COORDS=30-tg-gmap/454Isotigs.gmap.gff3
ANNOTS=$GENOMEDIR/ensGene.sorted.gz
OUT=32-liftover
mkdir -p $OUT
for C in $COORDS
do
liftover.py "$C" $ANNOTS > $OUT/${C##*/}-lo.gff3
done
Create a ‘transcript scaffold’ using the annotations¶
Construct a ‘transcript scaffold’ (contigs joined in their order of appearance on reference genome chromosomes). This is mainly because of viewing convenience with IGV. ‘N’ gaps should be larger than the longest read size to avoid mapping of the reads across gaps:
# filtered contigs
INFILE=20-newbler/454Isotigs.fna.filtered
# transferred annotations from previous step
ANNOTS=32-liftover/*-lo.gff3
# output directory
OUT=33-scaffold
# name of the output 'genome'
GNAME=sc-demo
mkdir $OUT
OUTGFF=$OUT/$GNAME.gff3
scaffold.py $INFILE $ANNOTS $OUT/$GNAME.fasta $OUTGFF
# index the new genome
samtools faidx $OUT/$GNAME.fasta
# sort, compress and index the merged annotations
# so they can be used further down in the pipeline
OUTFILE=${OUTGFF%.*}.sorted.gff3
sortBed -i $OUTGFF > $OUTFILE
bgzip $OUTFILE
tabix -p gff $OUTFILE.gz
The transcript scaffold with the sorted .sorted.gff3
is the first thing worth loading to IGV.
[1] | http://sourceforge.net/apps/mediawiki/kmer/index.php?title=Getting_Started_with_Sim4db |
Map reads to the scaffold¶
Map all the reads using smalt¶
Set up variables:
# data from previous steps
SCAFFOLD=33-scaffold/sc-demo.fasta
INFILES=10-cutadapt/*.fastq
OUT=40-map-smalt
SMALT_IDX=${SCAFFOLD%/*}/smalt/${SCAFFOLD##*/}-k13s4
Create index for the scaffold and map the reads. Mapping 3 GB of reads (fastq format) takes ~5 hours in 8 threads on Intel Xeon E5620, 0.5 GB memory per each mapping. This step would benefit from parallelization even on multiple machines (not implemented here).
# create smalt index
mkdir -p ${SMALT_IDX%/*}
smalt index -s 4 $SMALT_IDX $SCAFFOLD
# map each file, smalt is multithreaded so feed the files sequentially
mkdir -p $OUT
parallel -j 1 "smalt map -n $CPUS -p -f sam -o $OUT/{/.}.sam $SMALT_IDX {}" ::: $INFILES
# Illumina reads can be maped e.g. with bwa
bwa index $SCAFFOLD
parallel -j 1 "bwa mem -t $CPUS $SCAFFOLD {} > $OUT/{/.}.sam" ::: $INFILES
Merge mapping output to single file¶
Create a fasta index for the scaffold:
samtools faidx $SCAFFOLD
Create readgroups.txt¶
According to your sample wet lab details, create a readgroups.txt
file.
Because samtools merge -r
attaches read group to each alignment (line) in the input
according to the original filename, the format is ($BASENAME is the fastq file name
without suffix, $SAMPLE is your biological sample, ${BASENAME%%.*} is the dna library name,
all tab
separated):
@RG ID:$BASENAME SM:$SAMPLE LB:${BASENAME%%.*} PL:LS454 DS:$SPECIES
The library name (LB) is important because of rmdup
,
description (DS) is here used to identify the species.
Note
The order of the rows matters for the vcf output, the sample columns order is probably the order of first appearance in the @RG.

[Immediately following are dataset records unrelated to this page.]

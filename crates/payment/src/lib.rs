//! The Payment collaborator: a simulated external payment gateway the
//! Orchestrator calls during the saga's payment phase (spec §4.4).

pub mod handler;
pub mod repository;
pub mod service;

pub use handler::{router, PaymentState};
pub use repository::{PaymentRepository, PgPaymentRepository};
pub use service::{PaymentService, PaymentServiceImpl, SIMULATED_FAILURE_AMOUNT};
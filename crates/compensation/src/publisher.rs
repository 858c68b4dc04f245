//! Outbox poller (spec §4.3). Grounded on the original
//! `outbox_processor.go`: fixed tick, bounded batch, dispatch by
//! `event_type`, terminal status per row on each tick.

use model::{OutboxEvent, RollbackMessage};
use mq::MessageQueue;
use orchestrator::OutboxRepository;
use std::sync::Arc;
use std::time::Duration;
use tracing::{error, warn};

pub struct PublisherConfig {
    pub poll_interval: Duration,
    pub batch_size: i64,
}

/// Sink for the `outbox_pending_events` gauge (spec §6). Refreshed once per
/// tick with the size of the batch just fetched; a no-op by default.
pub trait OutboxMetrics: Send + Sync {
    fn set_pending(&self, count: i64);
}

struct NoopOutboxMetrics;

impl OutboxMetrics for NoopOutboxMetrics {
    fn set_pending(&self, _count: i64) {}
}

pub struct Publisher<R> {
    repo: Arc<R>,
    queue: Arc<dyn MessageQueue>,
    config: PublisherConfig,
    metrics: Arc<dyn OutboxMetrics>,
}

impl<R: OutboxRepository> Publisher<R> {
    pub fn new(repo: Arc<R>, queue: Arc<dyn MessageQueue>, config: PublisherConfig) -> Self {
        Self {
            repo,
            queue,
            config,
            metrics: Arc::new(NoopOutboxMetrics),
        }
    }

    pub fn with_metrics(mut self, metrics: Arc<dyn OutboxMetrics>) -> Self {
        self.metrics = metrics;
        self
    }

    /// Runs the poll loop until `shutdown` fires. In-flight ticks are
    /// allowed to complete; this is what spec §5's "done channel" signal
    /// maps to here.
    pub async fn run(&self, mut shutdown: tokio::sync::watch::Receiver<bool>) {
        let mut ticker = tokio::time::interval(self.config.poll_interval);
        loop {
            tokio::select! {
                _ = ticker.tick() => {
                    self.process_tick().await;
                }
                _ = shutdown.changed() => {
                    if *shutdown.borrow() {
                        return;
                    }
                }
            }
        }
    }

    #[cfg(test)]
    pub async fn process_tick_for_test(&self) {
        self.process_tick().await;
    }

    async fn process_tick(&self) {
        let events = match self.repo.fetch_pending(self.config.batch_size).await {
            Ok(events) => events,
            Err(err) => {
                error!(error = %err, "failed to fetch pending outbox events");
                return;
            }
        };
        self.metrics.set_pending(events.len() as i64);
        for event in events {
            self.process_event(event).await;
        }
    }

    async fn process_event(&self, event: OutboxEvent) {
        match event.event_type.as_str() {
            "InventoryRollback" => self.publish_rollback(event).await,
            other => {
                warn!(id = event.id, event_type = other, "unknown outbox event type, marking failed");
                if let Err(err) = self.repo.mark_failed(event.id).await {
                    error!(id = event.id, error = %err, "failed to mark outbox event failed");
                }
            }
        }
    }

    async fn publish_rollback(&self, event: OutboxEvent) {
        let decoded: Result<RollbackMessage, _> = serde_json::from_value(event.payload.clone());
        let message = match decoded {
            Ok(message) => message,
            Err(err) => {
                error!(id = event.id, error = %err, "outbox payload did not decode as RollbackMessage");
                if let Err(err) = self.repo.mark_failed(event.id).await {
                    error!(id = event.id, error = %err, "failed to mark outbox event failed");
                }
                return;
            }
        };

        let body = match serde_json::to_vec(&message) {
            Ok(body) => body,
            Err(err) => {
                error!(id = event.id, error = %err, "failed to encode rollback message");
                if let Err(err) = self.repo.mark_failed(event.id).await {
                    error!(id = event.id, error = %err, "failed to mark outbox event failed");
                }
                return;
            }
        };

        match self.queue.publish("inventory_rollback", body).await {
            Ok(()) => {
                if let Err(err) = self.repo.mark_processed(event.id).await {
                    error!(id = event.id, error = %err, "failed to mark outbox event processed");
                }
            }
            Err(err) => {
                // Transient publish failure: leave Pending for the next
                // tick rather than marking Failed.
                warn!(id = event.id, error = %err, "failed to publish rollback message, will retry next tick");
            }
        }
    }
}
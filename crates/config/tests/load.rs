use app_config::AppConfig;

#[test]
fn test_load_default_config() {
    let cfg = AppConfig::load().unwrap();
    assert_eq!(cfg.db_host, "localhost");
    assert_eq!(cfg.reservation_max_attempts, 3);
    assert_eq!(cfg.outbox_batch_size, 10);
    assert_eq!(
        cfg.compensation_backoff_initial,
        std::time::Duration::from_secs(1)
    );
}
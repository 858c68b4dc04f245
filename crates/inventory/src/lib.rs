//! The Inventory Authority: one of three independently-owned services in
//! the order saga. Owns `inventories` and `inventory_deduction_logs`.

pub mod handler;
pub mod repository;
pub mod service;

pub use handler::{router, InventoryState};
pub use repository::{InventoryRepository, PgInventoryRepository};
pub use service::{InventoryService, InventoryServiceImpl};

The following code generates most of the readgroups.txt
file, you
have to reorder lines and fill the places marked with ‘??’:
OUT=40-map-smalt
DIR=10-cutadapt
find $DIR -name '*.fastq' | xargs -n1 basename | sed s/.fastq// | awk '{OFS="\t";lb=$0;sub(/\..*$/,"",lb);print "@RG", "ID:" $0, "SM:??", "LB:" lb, "PL:LS454", "DS:??";}' > $OUT/readgroups.txt
# edit the file (ctrl-o enter ctrl-x saves and exits the editor)
nano $OUT/readgroups.txt
# sort the readgroups according to species
<$OUT/readgroups.txt sort -k6,6 > $OUT/readgroups-s.txt
Prepare the sam files¶
Extract the sequence headers from the first .sam
file (other files should have identical headers):
SAMFILE=$( echo $OUT/*.sam | awk '{print $1;}' )

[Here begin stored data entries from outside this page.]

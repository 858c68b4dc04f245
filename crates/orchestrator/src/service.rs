//! The saga driver (spec §4.2). Coordinates Order creation across the
//! Inventory Authority and Payment collaborator, with bounded retry on the
//! reservation phase and unified compensation on failure.

use crate::ports::{InventoryPort, PaymentPort};
use crate::repository::OrderRepository;
use apperror::AppError;
use async_trait::async_trait;
use model::{Order, OrderStatus, PaymentStatus};
use std::sync::Arc;
use std::time::Duration;
use tracing::{error, info, instrument, warn};
use uuid::Uuid;

#[async_trait]
pub trait OrchestratorService: Send + Sync {
    async fn create_order(
        &self,
        user_id: i64,
        sku: &str,
        quantity: i32,
        unit_price: i64,
    ) -> Result<Order, AppError>;

    async fn get_order(&self, order_id: &str) -> Result<Order, AppError>;

    /// Applies an externally-requested status transition (spec §6 `PATCH
    /// /orders`). Subject to the same forward-only guard as every other
    /// transition.
    async fn update_order_status(&self, order_id: &str, status: OrderStatus) -> Result<Order, AppError>;
}

pub struct SagaConfig {
    pub reservation_max_attempts: u32,
    pub reservation_retry_delay: Duration,
}

/// Sink for per-step saga outcomes (spec §6's `saga_outcomes_total`). The
/// default is a no-op so the saga driver stays usable without an
/// observability stack wired in; `app` supplies a Prometheus-backed sink.
pub trait SagaMetrics: Send + Sync {
    fn record(&self, step: &str, result: &str);
}

struct NoopSagaMetrics;

impl SagaMetrics for NoopSagaMetrics {
    fn record(&self, _step: &str, _result: &str) {}
}

pub struct OrchestratorServiceImpl<R, I, P> {
    repo: Arc<R>,
    inventory: Arc<I>,
    payment: Arc<P>,
    config: SagaConfig,
    metrics: Arc<dyn SagaMetrics>,
}

impl<R, I, P> OrchestratorServiceImpl<R, I, P>
where
    R: OrderRepository,
    I: InventoryPort,
    P: PaymentPort,
{
    pub fn new(repo: Arc<R>, inventory: Arc<I>, payment: Arc<P>, config: SagaConfig) -> Self {
        Self {
            repo,
            inventory,
            payment,
            config,
            metrics: Arc::new(NoopSagaMetrics),
        }
    }

    pub fn with_metrics(mut self, metrics: Arc<dyn SagaMetrics>) -> Self {
        self.metrics = metrics;
        self
    }

    /// The unified compensation subroutine from spec §4.2 step 6: fail the
    /// order and enqueue an inventory rollback in one transaction, then
    /// optionally attempt a best-effort refund outside of it.
    async fn compensate(&self, order: &Order, refund: bool) {
        if let Err(err) = self
            .repo
            .fail_with_rollback_outbox(&order.order_id, &order.trace_id, &order.sku, order.quantity as i64)
            .await
        {
            error!(order_id = %order.order_id, error = %err, "failed to record compensation outbox event");
        }

        if refund {
            if let Err(err) = self.payment.refund(&order.order_id).await {
                warn!(order_id = %order.order_id, error = %err, "best-effort refund failed, outbox record unaffected");
            }
        }
    }
}

#[async_trait]
impl<R, I, P> OrchestratorService for OrchestratorServiceImpl<R, I, P>
where
    R: OrderRepository,
    I: InventoryPort,
    P: PaymentPort,
{
    #[instrument(skip(self))]
    async fn create_order(
        &self,
        user_id: i64,
        sku: &str,
        quantity: i32,
        unit_price: i64,
    ) -> Result<Order, AppError> {
        if quantity <= 0 {
            return Err(AppError::invalid_input("quantity must be positive"));
        }
        if unit_price < 0 {
            return Err(AppError::invalid_input("unit_price must be non-negative"));
        }

        let order_id = Uuid::new_v4().to_string();
        let trace_id = Uuid::new_v4().to_string();
        let request_id = Uuid::new_v4().to_string();
        let total_amount = unit_price * quantity as i64;
        let now = chrono::Utc::now();

        let mut order = Order {
            order_id: order_id.clone(),
            user_id,
            sku: sku.to_string(),
            quantity,
            unit_price,
            total_amount,
            trace_id: trace_id.clone(),
            status: OrderStatus::Created,
            created_at: now,
            updated_at: now,
        };
        self.repo.create(&order).await?;

        // Reservation phase: bounded retry, only on the retryable classes.
        let mut attempt = 0;
        let reservation_outcome = loop {
            attempt += 1;
            match self
                .inventory
                .decrease(sku, &request_id, &order_id, &trace_id, quantity as i64)
                .await
            {
                Ok(()) => break Ok(()),
                Err(err) => {
                    let exhausted = attempt >= self.config.reservation_max_attempts;
                    if exhausted || !err.is_retryable() {
                        break Err(err);
                    }
                    warn!(
                        order_id = %order_id,
                        attempt,
                        error = %err,
                        "reservation attempt failed, retrying"
                    );
                    tokio::time::sleep(self.config.reservation_retry_delay).await;
                }
            }
        };

        if let Err(err) = reservation_outcome {
            // Never reserved: no outbox compensation is needed, just mark
            // the order terminal and surface the original classification.
            self.metrics.record("reservation", "failed");
            self.repo.update_status(&order_id, OrderStatus::Failed).await?;
            return Err(err);
        }
        self.metrics.record("reservation", "succeeded");
        self.repo
            .update_status(&order_id, OrderStatus::InventoryReserved)
            .await?;
        order.status = OrderStatus::InventoryReserved;

        // Payment phase: not retried here; the collaborator owns its own
        // idempotency/retry regime.
        let payment = match self.payment.process_payment(&order_id, total_amount).await {
            Ok(payment) => payment,
            Err(err) => {
                self.metrics.record("payment", "failed");
                self.compensate(&order, false).await;
                return Err(AppError::internal(format!("payment call failed: {err}")));
            }
        };

        if payment.status != PaymentStatus::Completed {
            self.metrics.record("payment", "declined");
            self.compensate(&order, false).await;
            return Err(AppError::conflict("payment was not completed"));
        }
        self.metrics.record("payment", "succeeded");

        if !self.repo.update_status(&order_id, OrderStatus::Paid).await? {
            self.compensate(&order, true).await;
            return Err(AppError::internal(
                "failed to record paid status after a completed payment",
            ));
        }
        order.status = OrderStatus::Paid;

        self.repo
            .update_status(&order_id, OrderStatus::Completed)
            .await?;
        order.status = OrderStatus::Completed;
        self.metrics.record("order", "completed");

        info!(order_id = %order_id, "order completed");
        Ok(order)
    }

    async fn get_order(&self, order_id: &str) -> Result<Order, AppError> {
        self.repo.get_by_order_id(order_id).await
    }

    async fn update_order_status(&self, order_id: &str, status: OrderStatus) -> Result<Order, AppError> {
        self.repo.update_status(order_id, status).await?;
        self.repo.get_by_order_id(order_id).await
    }
}

#[cfg(test)]
mod tests {
    use super::*;
    use model::PaymentRecord;
    use std::sync::atomic::{AtomicU32, Ordering};
    use std::sync::Mutex;

    struct FakeOrderRepository {
        orders: Mutex<std::collections::HashMap<String, Order>>,
        rollbacks: Mutex<Vec<String>>,
    }

    impl FakeOrderRepository {
        fn new() -> Self {
            Self {
                orders: Mutex::new(std::collections::HashMap::new()),
                rollbacks: Mutex::new(Vec::new()),
            }
        }
    }

    #[async_trait]
    impl OrderRepository for FakeOrderRepository {
        async fn create(&self, order: &Order) -> Result<(), AppError> {
            self.orders
                .lock()
                .unwrap()
                .insert(order.order_id.clone(), order.clone());
            Ok(())
        }

        async fn get_by_order_id(&self, order_id: &str) -> Result<Order, AppError> {
            self.orders
                .lock()
                .unwrap()
                .get(order_id)
                .cloned()
                .ok_or_else(|| AppError::not_found("not found"))
        }

        async fn update_status(&self, order_id: &str, status: OrderStatus) -> Result<bool, AppError> {
            let mut orders = self.orders.lock().unwrap();
            match orders.get_mut(order_id) {
                Some(order) if order.status != status => {
                    order.status = status;
                    Ok(true)
                }
                Some(_) => Ok(false),
                None => Err(AppError::not_found("not found")),
            }
        }

        async fn fail_with_rollback_outbox(
            &self,
            order_id: &str,
            _trace_id: &str,
            _sku: &str,
            _quantity: i64,
        ) -> Result<(), AppError> {
            self.rollbacks.lock().unwrap().push(order_id.to_string());
            let mut orders = self.orders.lock().unwrap();
            if let Some(order) = orders.get_mut(order_id) {
                order.status = OrderStatus::Failed;
            }
            Ok(())
        }
    }

    struct FakeInventory {
        fail_times: u32,
        retryable: bool,
        calls: AtomicU32,
    }

    impl FakeInventory {
        fn always_succeeds() -> Self {
            Self {
                fail_times: 0,
                retryable: true,
                calls: AtomicU32::new(0),
            }
        }

        fn fails_n_times_retryable(n: u32) -> Self {
            Self {
                fail_times: n,
                retryable: true,
                calls: AtomicU32::new(0),
            }
        }

        fn always_fails_not_retryable() -> Self {
            Self {
                fail_times: u32::MAX,
                retryable: false,
                calls: AtomicU32::new(0),
            }
        }
    }

    #[async_trait]
    impl InventoryPort for FakeInventory {
        async fn decrease(
            &self,
            _sku: &str,
            _request_id: &str,
            _order_id: &str,
            _trace_id: &str,
            _quantity: i64,
        ) -> Result<(), AppError> {
            let call = self.calls.fetch_add(1, Ordering::SeqCst);
            if call < self.fail_times {
                if self.retryable {
                    Err(AppError::service_unavailable("down"))
                } else {
                    Err(AppError::conflict("insufficient stock"))
                }
            } else {
                Ok(())
            }
        }
    }

    struct FakePayment {
        outcome: fn(&str, i64) -> PaymentRecord,
    }

    impl FakePayment {
        fn completes() -> Self {
            Self {
                outcome: |order_id, amount| PaymentRecord {
                    order_id: order_id.to_string(),
                    amount,
                    status: PaymentStatus::Completed,
                    transaction_id: Some("tx-1".to_string()),
                    created_at: chrono::Utc::now(),
                    updated_at: chrono::Utc::now(),
                },
            }
        }

        fn fails() -> Self {
            Self {
                outcome: |order_id, amount| PaymentRecord {
                    order_id: order_id.to_string(),
                    amount,
                    status: PaymentStatus::Failed,
                    transaction_id: None,
                    created_at: chrono::Utc::now(),
                    updated_at: chrono::Utc::now(),
                },
            }
        }
    }

    #[async_trait]
    impl PaymentPort for FakePayment {
        async fn process_payment(&self, order_id: &str, amount: i64) -> Result<PaymentRecord, AppError> {
            Ok((self.outcome)(order_id, amount))
        }

        async fn refund(&self, order_id: &str) -> Result<PaymentRecord, AppError> {
            Ok(PaymentRecord {
                order_id: order_id.to_string(),
                amount: 0,
                status: PaymentStatus::Refunded,
                transaction_id: None,
                created_at: chrono::Utc::now(),
                updated_at: chrono::Utc::now(),
            })
        }
    }

    fn config() -> SagaConfig {
        SagaConfig {
            reservation_max_attempts: 3,
            reservation_retry_delay: Duration::from_millis(1),
        }
    }

    #[tokio::test]
    async fn happy_path_reaches_completed() {
        let service = OrchestratorServiceImpl::new(
            Arc::new(FakeOrderRepository::new()),
            Arc::new(FakeInventory::always_succeeds()),
            Arc::new(FakePayment::completes()),
            config(),
        );
        let order = service.create_order(1, "SKU-A", 2, 500).await.unwrap();
        assert_eq!(order.status, OrderStatus::Completed);
        assert_eq!(order.total_amount, 1000);
    }

    #[tokio::test]
    async fn reservation_retries_then_succeeds_on_retryable_error() {
        let service = OrchestratorServiceImpl::new(
            Arc::new(FakeOrderRepository::new()),
            Arc::new(FakeInventory::fails_n_times_retryable(2)),
            Arc::new(FakePayment::completes()),
            config(),
        );
        let order = service.create_order(1, "SKU-A", 1, 100).await.unwrap();
        assert_eq!(order.status, OrderStatus::Completed);
    }

    #[tokio::test]
    async fn reservation_does_not_retry_non_retryable_errors() {
        let repo = Arc::new(FakeOrderRepository::new());
        let inventory = Arc::new(FakeInventory::always_fails_not_retryable());
        let service = OrchestratorServiceImpl::new(
            repo.clone(),
            inventory.clone(),
            Arc::new(FakePayment::completes()),
            config(),
        );
        let err = service.create_order(1, "SKU-A", 1, 100).await.unwrap_err();
        assert_eq!(err.error_type, apperror::ErrorType::Conflict);
        // Exactly one attempt: no retry loop for a non-retryable class.
        assert_eq!(inventory.calls.load(Ordering::SeqCst), 1);
        // No outbox rollback: the order was never reserved.
        assert!(repo.rollbacks.lock().unwrap().is_empty());
    }

    #[tokio::test]
    async fn reservation_exhausts_retries_on_persistent_retryable_error() {
        let inventory = Arc::new(FakeInventory::fails_n_times_retryable(u32::MAX));
        let service = OrchestratorServiceImpl::new(
            Arc::new(FakeOrderRepository::new()),
            inventory.clone(),
            Arc::new(FakePayment::completes()),
            config(),
        );
        let err = service.create_order(1, "SKU-A", 1, 100).await.unwrap_err();
        assert_eq!(err.error_type, apperror::ErrorType::ServiceUnavailable);
        assert_eq!(inventory.calls.load(Ordering::SeqCst), 3);
    }

    #[tokio::test]
    async fn payment_failure_triggers_compensation() {
        let repo = Arc::new(FakeOrderRepository::new());
        let service = OrchestratorServiceImpl::new(
            repo.clone(),
            Arc::new(FakeInventory::always_succeeds()),
            Arc::new(FakePayment::fails()),
            config(),
        );
        let err = service.create_order(1, "SKU-A", 1, 100).await.unwrap_err();
        assert_eq!(err.error_type, apperror::ErrorType::Conflict);
        assert_eq!(repo.rollbacks.lock().unwrap().len(), 1);
    }
}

samtools view -S -t $SCAFFOLD.fai -H $SAMFILE > $OUT/sequences.txt
cat $OUT/sequences.txt $OUT/readgroups-s.txt > $OUT/sam-header.txt
samtools merge
requires sorted alignments, sort them in parallel. This creates .bam
files
in the output directory:
parallel -j $CPUS "samtools view -but $SCAFFOLD.fai {} | samtools sort - {.}" ::: $OUT/*.sam
Merge¶
Merge all the alignments. Do not remove duplicates because the duplicate detection algorithm is based on the read properties of genomic DNA ([1], [2]).
samtools merge -ru -h $OUT/sam-header.txt - $OUT/*.bam | samtools sort - $OUT/alldup
samtools index $OUT/alldup.bam
Check the results¶
Unmapped read counts.
parallel -j $CPUS 'echo $( cut -f2 {}|grep -c "^4$" ) {}' ::: $OUT/*.sam
Mapping statistics
samtools idxstats $OUT/alldup.bam | awk '{map += $3; unmap += $4;} END {print unmap/map;}'
Coverage sums for IGV
igvtools count -z 5 -w 25 -e 250 $OUT/alldup.bam $OUT/alldup.bam.tdf ${CONTIGS%.*}.genome
[1] | http://seqanswers.com/forums/showthread.php?t=6543 |
[2] | http://seqanswers.com/forums/showthread.php?t=5424 |
Detect and choose variants¶
Call variants with samtools¶
Set up input and output for the current step:
SCAFFOLD=33-scaffold/sc-demo.fasta
ALIGNS=40-map-smalt/alldup.bam
# outputs
OUT=50-variants
VARIANTS=$OUT/demo-variants
mkdir -p $OUT
Run the variant calling in parallel. Takes 3 hours for 15 samples on a single Intel Xeon E5620:
vcfutils.pl splitchr $SCAFFOLD.fai | parallel -j $CPUS "samtools mpileup -DSu -L 10000 -f $SCAFFOLD -r {} $ALIGNS | bcftools view -bvcg - > $OUT/part-{}.bcf"
# samtools > 0.1.19
vcfutils.pl splitchr $SCAFFOLD.fai | parallel -j $CPUS "samtools mpileup -u -t DP,SP -L 10000 -f $SCAFFOLD -r {} $ALIGNS | bcftools call -O b -vm - > $OUT/part-{}.bcf"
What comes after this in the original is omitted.